Needless to say, I don’t think I have seen a community this amazing since my early days in EverQuest. Everybody I have encountered has a passion for the game and is actually able to discuss hot-button issues without jumping down each other’s throats! There is actual civilized and meaningful discussion over some of Pantheon’s game development decisions and a lot of great points and valuable feedback that the development team takes the time to listen to.
The best part is that the development team is a big part of the community! They constantly pop into fan community Discord servers, onto content creator streams, and even take questions from their fan base during their own monthly development streams. They are very hands-on with the community and are as transparent as they are allowed to be when it comes to Pantheon’s development. Of course, we as a community are always hoping a few beans will be dropped but the amount of information given to us on a monthly basis is intentional. It’s enough to let us know the progress they are making on the game without spoiling or ruining too much. That way, when we all dive in on day one, there’s that aura of mystery and discovery still awaiting us.
Of course, the heart of the community right now is all of the content creators such as the guys over at Pantheon Plus, Bazgrim TV, The Nathan Napalm Channel, Chris Kane, Voices of Terminus, and so many more. I don’t mean to leave any names out but there are a ton of great creators out there but the thing about them is that they are not just sitting behind a camera and making videos to become YouTube or Twitch famous.

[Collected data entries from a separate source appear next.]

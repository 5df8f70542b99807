//! Reads an instance from stdin, solves it, and writes the tour to stdout.
//!
//! Exit codes: 1 for a malformed instance (a precondition failure before any
//! search runs), 0 for everything else — including an infeasible instance,
//! which is reported on stderr but is not treated as an operational error.

use daytour::{construct, error::TourError, instance, tabu};
use std::io::{self, BufReader};
use std::process::ExitCode;
use tracing::error;

fn main() -> ExitCode {
    let stdin = io::stdin();
    let mut reader = BufReader::new(stdin.lock());

    let parsed = match instance::parse_from(&mut reader) {
        Ok(parsed) => parsed,
        Err(err) => {
            error!(%err, "failed to parse instance");
            return ExitCode::from(1);
        }
    };

    if parsed.graph.node_count() == 0 {
        error!("instance has no nodes");
        return ExitCode::from(1);
    }

    let (tour, cost) = match construct::greedy_tour(&parsed.graph, parsed.start) {
        Ok(result) => result,
        Err(TourError::Infeasible(msg)) => {
            error!(msg, "no feasible tour exists for this instance");
            return ExitCode::SUCCESS;
        }
        Err(err) => {
            error!(%err, "unexpected error during construction");
            return ExitCode::SUCCESS;
        }
    };

    let (best, best_cost) = tabu::search(&parsed.graph, tour, cost);

    let stdout = io::stdout();
    let mut writer = stdout.lock();
    if let Err(err) = instance::write_tour(&mut writer, &parsed.graph, &best) {
        error!(%err, "failed to write tour");
        return ExitCode::from(1);
    }

    debug_assert_eq!(best.cost(), best_cost);
    ExitCode::SUCCESS
}
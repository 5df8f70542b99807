use ctor::ctor;
use tracing::Level;

#[ctor]
fn init_logging() {
    // If TOUR_LOG is not set or set to false, disable logging. Otherwise, enable it
    // at the requested level (default: info).
    match std::env::var("TOUR_LOG") {
        Ok(v) if !(v == "0" || v.eq_ignore_ascii_case("false") || v.is_empty()) => {
            let level = match v.to_ascii_lowercase().as_str() {
                "trace" => Level::TRACE,
                "debug" => Level::DEBUG,
                "warn" => Level::WARN,
                "error" => Level::ERROR,
                _ => Level::INFO,
            };
            tracing_subscriber::fmt().with_max_level(level).init();
        }
        _ => {
            // Logging stays disabled; tests and library consumers get silence by default.
        }
    }
}
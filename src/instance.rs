/*!
# Instance I/O

Parses the contest's plain-text instance format from any `BufRead` and
writes a solved [`Tour`] back out in the matching format (§4.6). Mirrors the
line-oriented, allocation-light parsing style used for the crate's other
text formats: read a line, split on whitespace, validate each field with a
named error rather than an `unwrap`.

## Instance format

```text
<start-code>
<src> <dst> <day> <price>
...
```

There is no node/day/edge count header: the first non-empty line is the
start city's code, and every line after it is an edge, read until EOF. `D`
is set to the number of distinct node codes seen across all edges; if the
highest day index seen plus one does not match that count, this module logs
a warning rather than failing outright (§9 Open Questions).
*/

use crate::error::{Result, TourError};
use crate::graph::{Graph, GraphBuilder, MAX_PRICE, NodeId};
use std::io::{BufRead, Write};
use tracing::warn;

/// A parsed instance: the graph plus the fixed start node, taken from the
/// format's header line rather than guessed from the first edge.
pub struct Instance {
    pub graph: Graph,
    pub start: NodeId,
}

/// Reads an instance from `reader` in the format described above.
pub fn parse_from(reader: &mut impl BufRead) -> Result<Instance> {
    let mut lines = reader.lines();

    let start_code = next_line(&mut lines)?
        .ok_or_else(|| TourError::parse("missing start node line"))?
        .trim()
        .to_string();
    if start_code.is_empty() {
        return Err(TourError::parse("start node line is empty"));
    }

    let mut builder = GraphBuilder::new();
    let start = builder.node_id(&start_code);
    let mut max_day_seen: Option<u32> = None;
    let mut idx = 0usize;

    while let Some(line) = next_line(&mut lines)? {
        if line.trim().is_empty() {
            continue;
        }
        let mut fields = line.split_whitespace();
        let src_code = fields
            .next()
            .ok_or_else(|| TourError::parse(format!("edge line {idx}: missing src")))?;
        let dst_code = fields
            .next()
            .ok_or_else(|| TourError::parse(format!("edge line {idx}: missing dst")))?;
        let day: u32 = fields
            .next()
            .ok_or_else(|| TourError::parse(format!("edge line {idx}: missing day")))?
            .parse()
            .map_err(|_| TourError::parse(format!("edge line {idx}: bad day value")))?;
        let price: u32 = fields
            .next()
            .ok_or_else(|| TourError::parse(format!("edge line {idx}: missing price")))?
            .parse()
            .map_err(|_| TourError::parse(format!("edge line {idx}: bad price value")))?;
        if price > MAX_PRICE {
            return Err(TourError::parse(format!(
                "edge line {idx}: price {price} exceeds the maximum of {MAX_PRICE}"
            )));
        }

        let src = builder.node_id(src_code);
        let dst = builder.node_id(dst_code);
        builder.insert_edge(src, dst, day, price);
        max_day_seen = Some(max_day_seen.map_or(day, |m| m.max(day)));
        idx += 1;
    }

    let graph = builder.build();
    let node_count = graph.node_count();
    if max_day_seen.map(|d| d as usize + 1) != Some(node_count) {
        warn!(
            node_count,
            max_day_seen = ?max_day_seen,
            "highest day index plus one does not match the node count"
        );
    }

    Ok(Instance { graph, start })
}

fn next_line(lines: &mut std::io::Lines<&mut impl BufRead>) -> Result<Option<String>> {
    match lines.next() {
        Some(Ok(line)) => Ok(Some(line)),
        Some(Err(e)) => Err(e.into()),
        None => Ok(None),
    }
}

/// Writes a solved tour as the total cost on the first line, followed by one
/// `SRC DST DAY PRICE` line per edge.
pub fn write_tour(writer: &mut impl Write, graph: &Graph, tour: &crate::tour::Tour) -> Result<()> {
    writeln!(writer, "{}", tour.cost())?;
    for edge in &tour.path {
        writeln!(
            writer,
            "{} {} {} {}",
            graph.code(edge.src),
            graph.code(edge.dst),
            edge.day,
            edge.price
        )?;
    }
    Ok(())
}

They are just as much as part of the community as anyone else. They all give off this sense that we are in this together and we all want to see this game succeed as one singular commonality.
Dare I say, the Pantheon community, to an extent, feels like an online family.
Has Anything Changed with Me?
The main question here was… after two years from my previous article. Has my view of Pantheon: Rise of the Fallen changed?
Yes. Yes, it has.
It has changed for the better. Of course, I’m not writing this opinion piece because I want to be a shill for the game. Everybody finds enjoyment in many different levels and facets of different types of MMOs. There are those who swear by World of Warcraft, Final Fantasy XIV, Guild Wars 2, Black Desert Online, Phantasy Star Online 2, etc. etc. The list goes on and on. There will always be those players who will always stick to those games no matter what.
But for those who remember the hardcore MMO days of EverQuest, Ultima Online, Asheron’s Call, and others like them, this is a game that we have been waiting for. A modern MMO that has its roots heavily embedded in the days of old but not so much that it would turn off some of today’s gamers that are used to more comfortable and modern features.
It will be challenging.
But Pantheon will also be rewarding.
Hopefully, two years from this article, I can revisit this and give my thoughts on a game that has launched. We will see, though, because while they have made great progress, we know that there is still a lot of work to be done. Seeing this journey has kept my faith in this game alive and I know that Brad McQuaid is looking down and smiling at what is being built and how it is being received by his many fans around the gaming world.
Hopefully, you enjoyed my opinion piece on Pantheon: Rise of the Fallen, and maybe it inspired you to check out the game for yourself. If you’ve been looking for a challenging MMORPG, this might be something you’d want to keep your eye on!